In many places, Kava plays a key role in social ceremonies.
Pope John Paul sampled it during a visit to the Pacific islands. So did former First Lady Johnson. And although it was consumed for centuries by Polynesians, it was only during Captain Cook‘s voyage to the Pacific in the 18th century that the outside world discovered it.
“It” is kava, a traditional herbal drink made from the root of the tropical shrub, Piper methysticum. This soothing beverage has proven medicinal effects, including alleviating stress and anxiety and combating fatigue. Kava (pronounced “kah-vah”) is also used to treat migraine headaches and cramps. Best of all, the drink keeps the mind alert even as the body relaxes.
It’s believed that Pacific islanders have been using kava for centuries. In many Pacific islands such as Fiji, Tonga and Samoa, the drink still holds an esteemed position in society and remains a source of medicine and as a relaxant.
According to Cook’s eyewitness account, Hawaiian natives chewed or pounded the root of the plant, then mixed it with water to produce a brownish, bitter brew for consumption.
Traditionally, kava is used in recreational and social gatherings. In many Pacific cultures, people were pardoned for their crimes after a kava ceremony. Sharing a bowl of kava was often used to ceremoniously cement new friendships or relationships.
In Hawaii, kava (called “awa” by Hawaiians) was commonly used until the end of the 19th century. The rising popularity of alcohol and increasing missionary influence both contributed to the curtailment of kava consumption.
In 1999, the kava industry took a hit.
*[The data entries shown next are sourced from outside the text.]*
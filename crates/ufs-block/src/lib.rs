#![forbid(unsafe_code)]
//! Raw block I/O.
//!
//! The engine consumes a [`BlockDevice`]: synchronous transfers addressed in
//! `DEV_BSIZE` sectors whose length is any multiple of the sector size (a
//! full block, a fragment run, or a cylinder-group block). There is no
//! cache; every call reaches the underlying [`ByteDevice`].

use parking_lot::Mutex;
use std::fs::File;
use std::fs::OpenOptions;
use std::os::unix::fs::FileExt;
use std::path::Path;
use std::sync::Arc;
use tracing::trace;
use ufs_error::{Result, UfsError};
use ufs_types::{DEV_BSIZE, DiskAddr};

/// Byte-addressed device for fixed-offset I/O (pread/pwrite semantics).
pub trait ByteDevice: Send + Sync {
    /// Total length in bytes.
    fn len_bytes(&self) -> u64;

    /// Read exactly `buf.len()` bytes from `offset` into `buf`.
    fn read_exact_at(&self, offset: u64, buf: &mut [u8]) -> Result<()>;

    /// Write all bytes in `buf` to `offset`.
    fn write_all_at(&self, offset: u64, buf: &[u8]) -> Result<()>;

    /// Flush pending writes to stable storage.
    fn sync(&self) -> Result<()>;
}

fn check_range(offset: u64, len: usize, dev_len: u64, what: &str) -> Result<()> {
    let end = offset
        .checked_add(
            u64::try_from(len)
                .map_err(|_| UfsError::Format(format!("{what} length overflows u64")))?,
        )
        .ok_or_else(|| UfsError::Format(format!("{what} range overflows u64")))?;
    if end > dev_len {
        return Err(UfsError::Format(format!(
            "{what} out of bounds: offset={offset} len={len} device_len={dev_len}"
        )));
    }
    Ok(())
}

/// File-backed byte device using `pread`/`pwrite` style I/O.
///
/// Uses `std::os::unix::fs::FileExt`, which does not share a seek position.
#[derive(Debug, Clone)]
pub struct FileByteDevice {
    file: Arc<File>,
    len: u64,
    writable: bool,
}

impl FileByteDevice {
    /// Open read-write, falling back to read-only when the file is not
    /// writable.
    pub fn open(path: impl AsRef<Path>) -> Result<Self> {
        let (file, writable) = OpenOptions::new()
            .read(true)
            .write(true)
            .open(path.as_ref())
            .map(|file| (file, true))
            .or_else(|_| {
                OpenOptions::new()
                    .read(true)
                    .open(path.as_ref())
                    .map(|file| (file, false))
            })?;
        let len = file.metadata()?.len();
        Ok(Self {
            file: Arc::new(file),
            len,
            writable,
        })
    }

    /// Create (or truncate) an image file of `len` bytes.
    pub fn create(path: impl AsRef<Path>, len: u64) -> Result<Self> {
        let file = OpenOptions::new()
            .read(true)
            .write(true)
            .create(true)
            .truncate(true)
            .open(path.as_ref())?;
        file.set_len(len)?;
        Ok(Self {
            file: Arc::new(file),
            len,
            writable: true,
        })
    }

    #[must_use]
    pub fn is_writable(&self) -> bool {
        self.writable
    }
}

impl ByteDevice for FileByteDevice {
    fn len_bytes(&self) -> u64 {
        self.len
    }

    fn read_exact_at(&self, offset: u64, buf: &mut [u8]) -> Result<()> {
        check_range(offset, buf.len(), self.len, "read")?;
        self.file.read_exact_at(buf, offset)?;
        Ok(())
    }

    fn write_all_at(&self, offset: u64, buf: &[u8]) -> Result<()> {
        if !self.writable {
            return Err(UfsError::ReadOnly);
        }
        check_range(offset, buf.len(), self.len, "write")?;
        self.file.write_all_at(buf, offset)?;
        Ok(())
    }

    fn sync(&self) -> Result<()> {
        self.file.sync_all()?;
        Ok(())
    }
}

/// Heap-backed byte device, used for scratch images and tests.
#[derive(Debug, Clone)]
pub struct MemByteDevice {
    bytes: Arc<Mutex<Vec<u8>>>,
}

impl MemByteDevice {
    /// A zero-filled device of `len` bytes.
    #[must_use]
    pub fn new(len: usize) -> Self {
        Self {
            bytes: Arc::new(Mutex::new(vec![0; len])),
        }
    }

    /// Copy of the current contents.
    #[must_use]
    pub fn snapshot(&self) -> Vec<u8> {
        self.bytes.lock().clone()
    }
}

impl ByteDevice for MemByteDevice {
    fn len_bytes(&self) -> u64 {
        self.bytes.lock().len() as u64
    }

    fn read_exact_at(&self, offset: u64, buf: &mut [u8]) -> Result<()> {
        let bytes = self.bytes.lock();
        check_range(offset, buf.len(), bytes.len() as u64, "read")?;
        let start = usize::try_from(offset)
            .map_err(|_| UfsError::Format("read offset does not fit usize".to_owned()))?;
        buf.copy_from_slice(&bytes[start..start + buf.len()]);
        Ok(())
    }

    fn write_all_at(&self, offset: u64, buf: &[u8]) -> Result<()> {
        let mut bytes = self.bytes.lock();
        check_range(offset, buf.len(), bytes.len() as u64, "write")?;
        let start = usize::try_from(offset)
            .map_err(|_| UfsError::Format("write offset does not fit usize".to_owned()))?;
        bytes[start..start + buf.len()].copy_from_slice(buf);
        Ok(())
    }

    fn sync(&self) -> Result<()> {
        Ok(())
    }
}

/// Sector-addressed I/O interface consumed by the engine.
///
/// Transfers are synchronous. `buf.len()` must be a multiple of
/// [`BlockDevice::sector_size`].
pub trait BlockDevice: Send + Sync {
    /// Read `buf.len()` bytes starting at sector `addr`.
    fn read_block(&self, addr: DiskAddr, buf: &mut [u8]) -> Result<()>;

    /// Write `data` starting at sector `addr`.
    fn write_block(&self, addr: DiskAddr, data: &[u8]) -> Result<()>;

    /// Sector size in bytes (`DEV_BSIZE`).
    fn sector_size(&self) -> u32;

    /// Total number of sectors.
    fn sector_count(&self) -> u64;

    /// Flush pending writes to stable storage.
    fn sync(&self) -> Result<()>;
}

/// [`BlockDevice`] over any [`ByteDevice`].
#[derive(Debug)]
pub struct ByteBlockDevice<D: ByteDevice> {
    inner: D,
    sector_count: u64,
}

impl<D: ByteDevice> ByteBlockDevice<D> {
    pub fn new(inner: D) -> Result<Self> {
        let len = inner.len_bytes();
        let sector = u64::from(DEV_BSIZE);
        let remainder = len % sector;
        if remainder != 0 {
            return Err(UfsError::Format(format!(
                "image length is not sector-aligned: len_bytes={len} remainder={remainder}"
            )));
        }
        Ok(Self {
            inner,
            sector_count: len / sector,
        })
    }

    #[must_use]
    pub fn inner(&self) -> &D {
        &self.inner
    }

    fn byte_offset(&self, addr: DiskAddr, len: usize) -> Result<u64> {
        if len % DEV_BSIZE as usize != 0 {
            return Err(UfsError::InvalidArgument(format!(
                "transfer of {len} bytes is not a multiple of {DEV_BSIZE}"
            )));
        }
        let sectors = (len / DEV_BSIZE as usize) as u64;
        if addr
            .0
            .checked_add(sectors)
            .is_none_or(|end| end > self.sector_count)
        {
            return Err(UfsError::Format(format!(
                "sector out of range: addr={addr} sectors={sectors} sector_count={}",
                self.sector_count
            )));
        }
        addr.to_byte_offset()
            .ok_or_else(|| UfsError::Format("sector offset overflow".to_owned()))
    }
}

impl<D: ByteDevice> BlockDevice for ByteBlockDevice<D> {
    fn read_block(&self, addr: DiskAddr, buf: &mut [u8]) -> Result<()> {
        let offset = self.byte_offset(addr, buf.len())?;
        trace!(sector = addr.0, len = buf.len(), "block_read");
        self.inner.read_exact_at(offset, buf)
    }

    fn write_block(&self, addr: DiskAddr, data: &[u8]) -> Result<()> {
        let offset = self.byte_offset(addr, data.len())?;
        trace!(sector = addr.0, len = data.len(), "block_write");
        self.inner.write_all_at(offset, data)
    }

    fn sector_size(&self) -> u32 {
        DEV_BSIZE
    }

    fn sector_count(&self) -> u64 {
        self.sector_count
    }

    fn sync(&self) -> Result<()> {
        self.inner.sync()
    }
}
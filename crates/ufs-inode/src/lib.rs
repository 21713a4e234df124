#![forbid(unsafe_code)]
//! Inode management.
//!
//! Reads and writes `ufs2_dinode` records in the inode table, derives the
//! 512-byte block count a file of a given size occupies, sizes block
//! transfers near end of file, and maintains timestamps and inline symlink
//! targets.

use tracing::trace;
use ufs_block::BlockDevice;
use ufs_error::{Result, UfsError};
use ufs_ondisk::{FsGeometry, Ufs2Dinode, parse_to_ufs_error};
use ufs_types::{DEV_BSIZE, DINODE_SIZE, InodeNumber, MAXSYMLINKLEN, NDADDR, NIADDR, howmany, unix_now};

/// An on-disk inode together with its number.
#[derive(Debug, Clone, PartialEq, Eq)]
pub struct Inode {
    pub number: InodeNumber,
    pub din: Ufs2Dinode,
}

impl Inode {
    /// Read inode `number` from the inode table.
    pub fn load(dev: &dyn BlockDevice, geo: &FsGeometry, number: InodeNumber) -> Result<Self> {
        let din = read_dinode(dev, geo, number)?;
        Ok(Self { number, din })
    }

    /// Write this inode back to its slot in the inode table.
    pub fn store(&self, dev: &dyn BlockDevice, geo: &FsGeometry) -> Result<()> {
        write_dinode(dev, geo, self.number, &self.din)
    }

    #[must_use]
    pub fn size(&self) -> u64 {
        self.din.size
    }

    #[must_use]
    pub fn is_dir(&self) -> bool {
        self.din.is_dir()
    }

    #[must_use]
    pub fn is_symlink(&self) -> bool {
        self.din.is_symlink()
    }
}

// ── Inode table I/O ─────────────────────────────────────────────────────────

fn check_range(geo: &FsGeometry, ino: InodeNumber) -> Result<()> {
    if ino.0 >= geo.max_inodes() {
        return Err(UfsError::InvalidArgument(format!(
            "inode {ino} beyond the {} inodes of this filesystem",
            geo.max_inodes()
        )));
    }
    Ok(())
}

fn read_table_block(dev: &dyn BlockDevice, geo: &FsGeometry, ino: InodeNumber) -> Result<Vec<u8>> {
    let mut buf = vec![0_u8; geo.bsize as usize];
    dev.read_block(geo.fsbtodb(geo.ino_to_fsba(ino)), &mut buf)?;
    Ok(buf)
}

/// Read the dinode of `ino`.
pub fn read_dinode(dev: &dyn BlockDevice, geo: &FsGeometry, ino: InodeNumber) -> Result<Ufs2Dinode> {
    check_range(geo, ino)?;
    let buf = read_table_block(dev, geo, ino)?;
    let off = geo.ino_to_fsbo(ino);
    Ufs2Dinode::parse_from_bytes(&buf[off..off + DINODE_SIZE])
        .map_err(|e| parse_to_ufs_error(&e, geo.ino_to_fsba(ino).0))
}

/// Write `din` into the slot of `ino`, leaving its neighbours untouched.
pub fn write_dinode(
    dev: &dyn BlockDevice,
    geo: &FsGeometry,
    ino: InodeNumber,
    din: &Ufs2Dinode,
) -> Result<()> {
    check_range(geo, ino)?;
    let mut buf = read_table_block(dev, geo, ino)?;
    let off = geo.ino_to_fsbo(ino);
    din.write_to_bytes(&mut buf[off..off + DINODE_SIZE])
        .map_err(|e| parse_to_ufs_error(&e, geo.ino_to_fsba(ino).0))?;
    dev.write_block(geo.fsbtodb(geo.ino_to_fsba(ino)), &buf)?;
    trace!(ino = ino.0, size = din.size, blocks = din.blocks, nlink = din.nlink, "inode_write");
    Ok(())
}

// ── Construction and timestamps ─────────────────────────────────────────────

/// Which timestamps [`touch`] refreshes.
#[derive(Debug, Clone, Copy, PartialEq, Eq, Default)]
pub struct Touch {
    pub access: bool,
    pub modify: bool,
    pub change: bool,
}

impl Touch {
    pub const ACCESS: Self = Self {
        access: true,
        modify: false,
        change: false,
    };
    pub const CHANGE: Self = Self {
        access: false,
        modify: false,
        change: true,
    };
    /// Content change: mtime and ctime.
    pub const MODIFY: Self = Self {
        access: false,
        modify: true,
        change: true,
    };
    pub const ALL: Self = Self {
        access: true,
        modify: true,
        change: true,
    };
}

/// Set the selected timestamps to the current time.
pub fn touch(din: &mut Ufs2Dinode, what: Touch) {
    let (secs, nsec) = unix_now();
    if what.access {
        din.atime = secs;
        din.atimensec = nsec;
    }
    if what.modify {
        din.mtime = secs;
        din.mtimensec = nsec;
    }
    if what.change {
        din.ctime = secs;
        din.ctimensec = nsec;
    }
}

/// A fresh dinode for a newly allocated inode. The generation number is
/// supplied by the caller; all pointers are holes and the link count is
/// left for the caller to set.
#[must_use]
pub fn new_dinode(mode: u16, uid: u32, gid: u32, generation: u32) -> Ufs2Dinode {
    let (secs, nsec) = unix_now();
    Ufs2Dinode {
        mode,
        uid,
        gid,
        generation,
        atime: secs,
        mtime: secs,
        ctime: secs,
        birthtime: secs,
        atimensec: nsec,
        mtimensec: nsec,
        ctimensec: nsec,
        birthnsec: nsec,
        ..Ufs2Dinode::default()
    }
}

// ── Size arithmetic ─────────────────────────────────────────────────────────

/// Fragments a dense file of `size` bytes occupies, data and indirect
/// blocks included.
///
/// Below the indirect range the last block is a partial fragment run, so
/// the data part is simply `numfrags(fragroundup(size))`. Beyond it every
/// data block is whole and each indirect tier adds one pointer block per
/// `nindir^d` data blocks at depth `d`.
#[must_use]
pub fn frags_for_size(geo: &FsGeometry, size: u64) -> u64 {
    let bsize = u64::from(geo.bsize);
    let direct_bytes = NDADDR as u64 * bsize;
    if size <= direct_bytes {
        return geo.numfrags(geo.fragroundup(size));
    }
    let nblocks = howmany(size, bsize);
    let nindir = u64::from(geo.nindir);
    let mut remaining = nblocks - NDADDR as u64;
    let mut indirect = 0_u64;
    let mut span = 1_u64;
    for _level in 0..NIADDR {
        if remaining == 0 {
            break;
        }
        span = span.saturating_mul(nindir);
        let take = remaining.min(span);
        let mut per = 1_u64;
        while per < span {
            per = per.saturating_mul(nindir);
            indirect += howmany(take, per);
        }
        remaining -= take;
    }
    geo.blkstofrags(nblocks + indirect)
}

/// Block count (512-byte units) for `din` as stored in `di_blocks`.
///
/// Short symlinks live in the pointer area and occupy nothing.
#[must_use]
pub fn calc_num_blocks(geo: &FsGeometry, din: &Ufs2Dinode) -> u64 {
    if din.is_symlink() && din.size < MAXSYMLINKLEN as u64 {
        return 0;
    }
    frags_for_size(geo, din.size) * u64::from(geo.fsize / DEV_BSIZE)
}

/// Recompute `di_blocks` from the current size.
pub fn refresh_blocks(geo: &FsGeometry, din: &mut Ufs2Dinode) {
    din.blocks = calc_num_blocks(geo, din);
}

/// Bytes to transfer for the logical block holding `offset` in a file of
/// `file_size` bytes: a whole block, or for the last block in the direct
/// range only its fragments in use. For a write, pass the size the file
/// will have afterwards. Zero at or past end of file.
#[must_use]
pub fn inode_io_size(geo: &FsGeometry, file_size: u64, offset: u64) -> u32 {
    if offset >= file_size {
        return 0;
    }
    geo.sblksize(file_size, geo.lblkno(offset))
}

// ── Symlink targets ─────────────────────────────────────────────────────────

/// The target of a short symlink kept in the pointer area, or `None` if
/// the target lives in a data block.
#[must_use]
pub fn inline_target(din: &Ufs2Dinode) -> Option<Vec<u8>> {
    if !din.has_inline_target() {
        return None;
    }
    // size < MAXSYMLINKLEN here
    #[expect(clippy::cast_possible_truncation)]
    let len = din.size as usize;
    Some(din.inline_bytes()[..len].to_vec())
}

/// Store `target` in the pointer area and set the size to its length.
pub fn set_inline_target(din: &mut Ufs2Dinode, target: &[u8]) -> Result<()> {
    if target.len() >= MAXSYMLINKLEN {
        return Err(UfsError::InvalidArgument(format!(
            "symlink target of {} bytes does not fit inline",
            target.len()
        )));
    }
    din.set_inline_bytes(target)
        .map_err(|e| UfsError::InvalidArgument(e.to_string()))?;
    din.size = target.len() as u64;
    din.blocks = 0;
    Ok(())
}

#[cfg(test)]
mod tests {
    use super::*;
    use proptest::prelude::*;
    use ufs_block::{ByteBlockDevice, MemByteDevice};
    use ufs_ondisk::GeometryConfig;
    use ufs_types::{S_IFDIR, S_IFLNK, S_IFREG};

    fn small_geo() -> FsGeometry {
        let cfg = GeometryConfig {
            bsize: 4096,
            fsize: 512,
            fpg: 2048,
            ipg: 256,
            ..GeometryConfig::default()
        };
        FsGeometry::new(&cfg, 2 * 2048 * 512).unwrap()
    }

    fn mem_dev(geo: &FsGeometry) -> ByteBlockDevice<MemByteDevice> {
        ByteBlockDevice::new(MemByteDevice::new((geo.size * u64::from(geo.fsize)) as usize)).unwrap()
    }

    #[test]
    fn dinode_round_trips_through_the_table() {
        let geo = small_geo();
        let dev = mem_dev(&geo);
        let mut a = Inode {
            number: InodeNumber(17),
            din: new_dinode(S_IFREG | 0o644, 1000, 100, 42),
        };
        a.din.nlink = 1;
        a.din.size = 1500;
        a.din.db[0] = 400;
        a.store(&dev, &geo).unwrap();
        let b = Inode {
            number: InodeNumber(18),
            din: new_dinode(S_IFDIR | 0o755, 0, 0, 7),
        };
        b.store(&dev, &geo).unwrap();

        let back = Inode::load(&dev, &geo, InodeNumber(17)).unwrap();
        assert_eq!(back, a);
        assert!(Inode::load(&dev, &geo, InodeNumber(18)).unwrap().is_dir());
        // a different group's table is separate
        let other = read_dinode(&dev, &geo, InodeNumber(256 + 17)).unwrap();
        assert!(other.is_free());
    }

    #[test]
    fn out_of_range_inode_is_rejected() {
        let geo = small_geo();
        let dev = mem_dev(&geo);
        assert!(matches!(
            read_dinode(&dev, &geo, InodeNumber(512)),
            Err(UfsError::InvalidArgument(_))
        ));
    }

    #[test]
    fn block_counts_follow_size() {
        let geo = small_geo();
        let mut din = new_dinode(S_IFREG | 0o644, 0, 0, 1);
        assert_eq!(calc_num_blocks(&geo, &din), 0);
        din.size = 1500;
        assert_eq!(calc_num_blocks(&geo, &din), 3);
        din.size = 5000;
        assert_eq!(calc_num_blocks(&geo, &din), 10);
        din.size = 12 * 4096;
        assert_eq!(calc_num_blocks(&geo, &din), 96);
        // one byte into the single-indirect range: 13 data + 1 pointer block
        din.size = 12 * 4096 + 1;
        assert_eq!(calc_num_blocks(&geo, &din), 14 * 8);
        // one byte into the double-indirect range
        din.size = (12 + 512) * 4096 + 1;
        assert_eq!(calc_num_blocks(&geo, &din), (525 + 3) * 8);
    }

    #[test]
    fn short_symlink_occupies_nothing() {
        let geo = small_geo();
        let mut din = new_dinode(S_IFLNK | 0o777, 0, 0, 1);
        set_inline_target(&mut din, b"../target/file").unwrap();
        refresh_blocks(&geo, &mut din);
        assert_eq!(din.blocks, 0);
        assert_eq!(inline_target(&din).unwrap(), b"../target/file");
        let long = vec![b'x'; MAXSYMLINKLEN];
        assert!(set_inline_target(&mut din, &long).is_err());
    }

    #[test]
    fn io_size_trims_last_direct_block() {
        let geo = small_geo();
        assert_eq!(inode_io_size(&geo, 5000, 0), 4096);
        assert_eq!(inode_io_size(&geo, 5000, 4096), 1024);
        assert_eq!(inode_io_size(&geo, 5000, 5000), 0);
        assert_eq!(inode_io_size(&geo, 8192, 4096), 4096);
        let big = 20 * 4096 + 10;
        assert_eq!(inode_io_size(&geo, big, 20 * 4096), 4096);
    }

    #[test]
    fn touch_sets_selected_times() {
        let mut din = Ufs2Dinode::default();
        touch(&mut din, Touch::MODIFY);
        assert!(din.mtime > 0);
        assert_eq!(din.ctime, din.mtime);
        assert_eq!(din.atime, 0);
        touch(&mut din, Touch::ACCESS);
        assert!(din.atime > 0);
    }

    proptest! {
        #![proptest_config(ProptestConfig::with_cases(32))]

        #[test]
        fn block_count_is_monotonic_in_size(a in 0_u64..(600 * 4096), b in 0_u64..(600 * 4096)) {
            let geo = small_geo();
            let (lo, hi) = if a <= b { (a, b) } else { (b, a) };
            prop_assert!(frags_for_size(&geo, lo) <= frags_for_size(&geo, hi));
            prop_assert!(frags_for_size(&geo, hi) >= geo.numfrags(geo.fragroundup(hi)));
        }
    }
}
German authorities alleged that dietary supplements made from kava extracts were linked to 37 cases of liver problems. As a result, in 2002, Germany banned the use of kava. Other nations followed. The controversy nearly crippled the kava industry worldwide.
A team of University of Hawaii researchers has since noted that South Pacific islanders have been drinking kava for 3,000 years with no evidence of acute liver problems. However, UH scientist C.S. Tang added that a natural toxin called pipermethystine is found in the plant’s stem peelings and leaves. He warned that these parts of the plant should not be consumed. Drinking kava the traditional way, he said, is safe.
At the height of kava’s popularity, in 2001, Hawaii boasted 65 farms and earned about $585,000 in crop revenues. Today, there are still a handful of companies specializing in kava, including Kauai Kava, which has been offering kava and other ethnobotanical offerings since 1996. No stems or leaves are used in their products.